[Start of section]

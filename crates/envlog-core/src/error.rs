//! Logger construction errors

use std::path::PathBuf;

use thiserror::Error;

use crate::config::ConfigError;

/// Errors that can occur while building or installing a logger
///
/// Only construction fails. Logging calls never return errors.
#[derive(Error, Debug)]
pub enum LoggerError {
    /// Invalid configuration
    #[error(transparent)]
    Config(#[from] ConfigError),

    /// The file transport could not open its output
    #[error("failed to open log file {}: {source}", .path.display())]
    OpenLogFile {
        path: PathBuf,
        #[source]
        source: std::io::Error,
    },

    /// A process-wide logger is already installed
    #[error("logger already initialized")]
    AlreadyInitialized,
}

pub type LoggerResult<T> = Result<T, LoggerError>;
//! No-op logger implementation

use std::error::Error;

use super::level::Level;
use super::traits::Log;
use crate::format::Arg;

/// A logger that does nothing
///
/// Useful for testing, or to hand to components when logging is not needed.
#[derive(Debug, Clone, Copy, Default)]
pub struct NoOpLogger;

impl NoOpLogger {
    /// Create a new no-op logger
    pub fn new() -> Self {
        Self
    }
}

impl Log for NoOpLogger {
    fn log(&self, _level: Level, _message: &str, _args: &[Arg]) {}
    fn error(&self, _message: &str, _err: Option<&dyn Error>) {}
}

[End of section]
[Start of section]

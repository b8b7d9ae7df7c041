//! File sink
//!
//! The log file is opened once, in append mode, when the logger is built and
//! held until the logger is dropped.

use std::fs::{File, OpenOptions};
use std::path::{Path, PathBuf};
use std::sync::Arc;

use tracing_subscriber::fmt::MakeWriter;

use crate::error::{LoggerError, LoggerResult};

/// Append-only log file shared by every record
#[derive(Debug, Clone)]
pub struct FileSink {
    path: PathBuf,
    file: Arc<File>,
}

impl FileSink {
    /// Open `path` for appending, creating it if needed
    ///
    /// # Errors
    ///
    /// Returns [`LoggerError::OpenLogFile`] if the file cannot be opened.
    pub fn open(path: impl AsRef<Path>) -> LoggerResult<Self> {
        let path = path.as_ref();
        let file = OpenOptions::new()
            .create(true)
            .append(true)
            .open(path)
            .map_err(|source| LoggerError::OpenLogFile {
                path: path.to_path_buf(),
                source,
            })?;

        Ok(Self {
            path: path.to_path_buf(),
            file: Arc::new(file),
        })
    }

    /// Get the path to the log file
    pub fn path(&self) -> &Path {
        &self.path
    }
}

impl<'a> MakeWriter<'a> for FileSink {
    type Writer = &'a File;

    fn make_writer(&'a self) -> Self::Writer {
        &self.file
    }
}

[End of section]
[Start of section]

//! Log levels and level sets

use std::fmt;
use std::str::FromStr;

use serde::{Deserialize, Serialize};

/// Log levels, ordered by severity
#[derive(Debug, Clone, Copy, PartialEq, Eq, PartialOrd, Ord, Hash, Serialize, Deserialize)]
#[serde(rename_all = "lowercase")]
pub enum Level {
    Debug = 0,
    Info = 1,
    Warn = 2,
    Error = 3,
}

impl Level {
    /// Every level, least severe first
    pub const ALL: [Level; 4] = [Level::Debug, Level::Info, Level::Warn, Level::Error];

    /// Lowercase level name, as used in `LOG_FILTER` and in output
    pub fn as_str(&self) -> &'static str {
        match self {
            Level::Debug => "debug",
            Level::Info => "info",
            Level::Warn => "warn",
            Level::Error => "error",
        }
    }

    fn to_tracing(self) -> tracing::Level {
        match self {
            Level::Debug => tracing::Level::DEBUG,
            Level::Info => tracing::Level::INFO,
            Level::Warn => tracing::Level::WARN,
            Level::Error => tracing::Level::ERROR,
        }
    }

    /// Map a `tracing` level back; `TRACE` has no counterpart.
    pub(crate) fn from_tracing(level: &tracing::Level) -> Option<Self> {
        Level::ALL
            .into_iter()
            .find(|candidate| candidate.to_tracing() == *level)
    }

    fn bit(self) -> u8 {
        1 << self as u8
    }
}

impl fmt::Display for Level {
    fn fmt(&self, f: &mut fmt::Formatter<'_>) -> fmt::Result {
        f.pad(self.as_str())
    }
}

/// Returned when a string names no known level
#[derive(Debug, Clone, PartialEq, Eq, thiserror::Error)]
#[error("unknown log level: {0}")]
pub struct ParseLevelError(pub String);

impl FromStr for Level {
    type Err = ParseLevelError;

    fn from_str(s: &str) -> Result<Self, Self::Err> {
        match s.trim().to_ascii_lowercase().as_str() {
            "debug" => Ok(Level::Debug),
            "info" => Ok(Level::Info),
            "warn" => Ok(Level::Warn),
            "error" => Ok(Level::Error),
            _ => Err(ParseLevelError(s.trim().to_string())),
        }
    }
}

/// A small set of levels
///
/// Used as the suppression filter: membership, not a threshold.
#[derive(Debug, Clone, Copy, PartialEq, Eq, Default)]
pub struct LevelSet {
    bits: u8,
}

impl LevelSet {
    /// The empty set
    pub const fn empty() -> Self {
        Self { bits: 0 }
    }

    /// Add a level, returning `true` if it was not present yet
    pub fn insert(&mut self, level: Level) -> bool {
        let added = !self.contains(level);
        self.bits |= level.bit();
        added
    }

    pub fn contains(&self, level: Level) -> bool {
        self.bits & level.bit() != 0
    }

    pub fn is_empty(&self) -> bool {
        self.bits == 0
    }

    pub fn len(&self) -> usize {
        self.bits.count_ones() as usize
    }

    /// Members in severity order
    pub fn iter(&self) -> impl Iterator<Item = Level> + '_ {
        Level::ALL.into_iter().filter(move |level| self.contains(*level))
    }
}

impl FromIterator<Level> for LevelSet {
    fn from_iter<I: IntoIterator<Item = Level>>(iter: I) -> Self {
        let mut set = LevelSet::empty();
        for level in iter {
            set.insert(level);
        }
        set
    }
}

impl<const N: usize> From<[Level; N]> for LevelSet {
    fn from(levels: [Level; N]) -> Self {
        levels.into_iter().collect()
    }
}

[End of section]

### Task to complete
Take the line above containing "filename crates/envlog-core/src/error.rs", the line containing "use crate::format::Arg;", and all lines in between, and copy them exactly without anything else.

### Finished exercise
filename crates/envlog-core/src/error.rs
//! Logger construction errors

use std::path::PathBuf;

use thiserror::Error;

use crate::config::ConfigError;

/// Errors that can occur while building or installing a logger
///
/// Only construction fails. Logging calls never return errors.
#[derive(Error, Debug)]
pub enum LoggerError {
    /// Invalid configuration
    #[error(transparent)]
    Config(#[from] ConfigError),

    /// The file transport could not open its output
    #[error("failed to open log file {}: {source}", .path.display())]
    OpenLogFile {
        path: PathBuf,
        #[source]
        source: std::io::Error,
    },

    /// A process-wide logger is already installed
    #[error("logger already initialized")]
    AlreadyInitialized,
}

pub type LoggerResult<T> = Result<T, LoggerError>;
//! No-op logger implementation

use std::error::Error;

use super::level::Level;
use super::traits::Log;
use crate::format::Arg;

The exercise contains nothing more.